Bu mantığın iş yaptığını düşünüyor olmalılar.
Yani Uber’i alt eden şeyin, İstanbul Taksiciler Başkanı İrfan Öztürk’ün evlere şenlik teraneleri olduğuna inanıyorlar.
Öztürk racon keserek “Uber bitecek bu net” dedi, Cumhurbaşkanı Erdoğan da “Uber işi bitmiştir” diye son noktayı koydu ya...
Bu zaferi, Öztürk’ün saçtığı incilerin başarı hanesine yazıyor olmalılar.
“Uber San Francisco’da doğmuş, bugün benim askerime silah sıkan, Afrin’de askeri şehit eden hainlerin ürediği yerdir” deli saçmalığının sahiden de satın alındığını zannediyorlar.
“Uber’e binen de kullanan da vatan hainidir” hezeyanının kamuoyunda karşılık bulduğunu ve destek topladığını sanıyorlar.
“Uber PKK’dır, DEAŞ’tır, teröristtir” diye yokuş aşağı salmanın absürtlüğü yok mu!...
‘Kahraman taksici Uber teröristine karşı’ ya da ‘vatansever müşteri Uber’e binen hainlerle savaşıyor’ hikayelerini, tüm ciddiyetiyle anlatmanın gülünçlüğü!...
İşte bu martavalcılığın, karikatürleşmeyi göze alma pahasına Uber’i yenip işi bitirdiği kanaatini benimsemiş olmalılar.

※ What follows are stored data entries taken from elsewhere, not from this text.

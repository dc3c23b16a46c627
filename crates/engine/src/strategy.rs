//! Per-execution error strategies.

use cascade_core::NodeId;
use serde::{Deserialize, Serialize};

/// Policy deciding how node failures affect the execution.
#[derive(Debug, Clone, Copy, PartialEq, Eq, Serialize, Deserialize)]
#[serde(tag = "strategy", rename_all = "snake_case")]
pub enum ErrorStrategy {
    /// Any failure aborts the wave and the execution.
    FailFast,
    /// Failures are collected; the execution keeps going. Downstream nodes
    /// whose required inputs disappear fail to bind.
    ContinueOnError,
    /// Like `ContinueOnError`, but successes and failures are tracked
    /// separately and summarized at the end.
    BestEffort,
    /// Abort as soon as reaching `min_successes` becomes mathematically
    /// impossible; succeed only if it was reached.
    RequireN {
        /// Successes required for the execution to pass.
        min_successes: usize,
    },
}

/// What the strategy wants the engine to do after a node settled.
#[derive(Debug, Clone, PartialEq, Eq)]
pub enum StrategyDecision {
    /// Keep executing.
    Continue,
    /// Abort the wave and fail the execution.
    Abort(String),
}

/// Running tally of node outcomes for one execution.
#[derive(Debug, Clone)]
pub struct StrategyState {
    strategy: ErrorStrategy,
    total_nodes: usize,
    successes: usize,
    skipped: usize,
    failures: Vec<(NodeId, String)>,
}

impl StrategyState {
    /// Create a tally for an execution of `total_nodes` nodes.
    #[must_use]
    pub fn new(strategy: ErrorStrategy, total_nodes: usize) -> Self {
        Self {
            strategy,
            total_nodes,
            successes: 0,
            skipped: 0,
            failures: Vec::new(),
        }
    }

    /// The strategy in force.
    #[must_use]
    pub fn strategy(&self) -> ErrorStrategy {
        self.strategy
    }

    /// Record a node success.
    pub fn on_node_success(&mut self) {
        self.successes += 1;
    }

    /// Record a node skip (it can no longer contribute a success).
    pub fn on_node_skipped(&mut self) {
        self.skipped += 1;
    }

    /// Record a node failure and decide whether to keep going.
    pub fn on_node_failure(&mut self, node_id: NodeId, error: &str) -> StrategyDecision {
        self.failures.push((node_id, error.to_string()));
        match self.strategy {
            ErrorStrategy::FailFast => {
                StrategyDecision::Abort(format!("node {node_id} failed: {error}"))
            }
            ErrorStrategy::ContinueOnError | ErrorStrategy::BestEffort => {
                StrategyDecision::Continue
            }
            ErrorStrategy::RequireN { min_successes } => {
                if self.max_possible_successes() < min_successes {
                    StrategyDecision::Abort(format!(
                        "{} successes are no longer reachable ({} failed, {} skipped)",
                        min_successes,
                        self.failures.len(),
                        self.skipped,
                    ))
                } else {
                    StrategyDecision::Continue
                }
            }
        }
    }

    /// Final verdict once every node has settled.
    pub fn finalize(&self) -> Result<(), String> {
        match self.strategy {
            ErrorStrategy::FailFast => match self.failures.first() {
                None => Ok(()),
                Some((node_id, error)) => Err(format!("node {node_id} failed: {error}")),
            },
            ErrorStrategy::ContinueOnError | ErrorStrategy::BestEffort => Ok(()),
            ErrorStrategy::RequireN { min_successes } => {
                if self.successes >= min_successes {
                    Ok(())
                } else {
                    Err(format!(
                        "required {} successes, got {}",
                        min_successes, self.successes
                    ))
                }
            }
        }
    }

    /// Successes so far.
    #[must_use]
    pub fn successes(&self) -> usize {
        self.successes
    }

    /// Failures so far.
    #[must_use]
    pub fn failures(&self) -> &[(NodeId, String)] {
        &self.failures
    }

    /// Summary line for logging (`succeeded/failed/skipped of total`).
    #[must_use]
    pub fn summary(&self) -> String {
        format!(
            "{} succeeded, {} failed, {} skipped of {} nodes",
            self.successes,
            self.failures.len(),
            self.skipped,
            self.total_nodes
        )
    }

    fn max_possible_successes(&self) -> usize {
        self.total_nodes - self.failures.len() - self.skipped
    }
}

#[cfg(test)]
mod tests {
    use super::*;
    use pretty_assertions::assert_eq;

    #[test]
    fn fail_fast_aborts_on_first_failure() {
        let mut state = StrategyState::new(ErrorStrategy::FailFast, 3);
        state.on_node_success();
        let decision = state.on_node_failure(NodeId::v4(), "boom");
        assert!(matches!(decision, StrategyDecision::Abort(_)));
        assert!(state.finalize().is_err());
    }

    #[test]
    fn fail_fast_passes_clean_run() {
        let mut state = StrategyState::new(ErrorStrategy::FailFast, 2);
        state.on_node_success();
        state.on_node_success();
        assert!(state.finalize().is_ok());
    }

    #[test]
    fn continue_on_error_collects_and_passes() {
        let mut state = StrategyState::new(ErrorStrategy::ContinueOnError, 3);
        assert_eq!(
            state.on_node_failure(NodeId::v4(), "a"),
            StrategyDecision::Continue
        );
        assert_eq!(
            state.on_node_failure(NodeId::v4(), "b"),
            StrategyDecision::Continue
        );
        state.on_node_success();
        assert!(state.finalize().is_ok());
        assert_eq!(state.failures().len(), 2);
    }

    #[test]
    fn best_effort_summarizes() {
        let mut state = StrategyState::new(ErrorStrategy::BestEffort, 4);
        state.on_node_success();
        state.on_node_success();
        state.on_node_failure(NodeId::v4(), "x");
        state.on_node_skipped();
        assert!(state.finalize().is_ok());
        assert_eq!(state.summary(), "2 succeeded, 1 failed, 1 skipped of 4 nodes");
    }

    #[test]
    fn require_n_aborts_when_unreachable() {
        // 3 nodes, need 3 successes: the first failure makes it impossible.
        let mut state = StrategyState::new(ErrorStrategy::RequireN { min_successes: 3 }, 3);
        let decision = state.on_node_failure(NodeId::v4(), "gone");
        assert!(matches!(decision, StrategyDecision::Abort(_)));
    }

    #[test]
    fn require_n_tolerates_failures_with_slack() {
        // 4 nodes, need 2: one failure and one skip still leave 2 possible.
        let mut state = StrategyState::new(ErrorStrategy::RequireN { min_successes: 2 }, 4);
        assert_eq!(
            state.on_node_failure(NodeId::v4(), "x"),
            StrategyDecision::Continue
        );
        state.on_node_skipped();
        state.on_node_success();
        state.on_node_success();
        assert!(state.finalize().is_ok());
    }

    #[test]
    fn require_n_fails_finalize_when_short() {
        let mut state = StrategyState::new(ErrorStrategy::RequireN { min_successes: 2 }, 2);
        state.on_node_success();
        // Remaining node neither failed nor succeeded (e.g. skipped late);
        // finalize still insists on the count.
        let err = state.finalize().unwrap_err();
        assert!(err.contains("required 2 successes, got 1"));
    }

    #[test]
    fn strategy_serde() {
        let json = serde_json::to_string(&ErrorStrategy::RequireN { min_successes: 2 }).unwrap();
        let back: ErrorStrategy = serde_json::from_str(&json).unwrap();
        assert_eq!(back, ErrorStrategy::RequireN { min_successes: 2 });

        let fail_fast: ErrorStrategy =
            serde_json::from_str(r#"{"strategy":"fail_fast"}"#).unwrap();
        assert_eq!(fail_fast, ErrorStrategy::FailFast);
    }
}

Oysa Türkiye seçime gidiyor ve İstanbul’daki taksi sayısı Uber’in en az 4 katı. Taksiciler geçindirdikleri ailelerle birlikte, Uber sürücülerinden ve onların eline bakanlardan daha kalabalık bir seçmen kitlesi.
Taksicileri tutmanın, haklarını yedirmemenin, ‘korsana izin vermeyiz’ diye Uber’in üstüne gitmenin siyasi getirisi görünürde daha fazla.
Müşterilerin taksicilerden şikayetleri, Uber’den memnuniyetleri filan oya nasıl dönüşür derseniz, ayrı bahis...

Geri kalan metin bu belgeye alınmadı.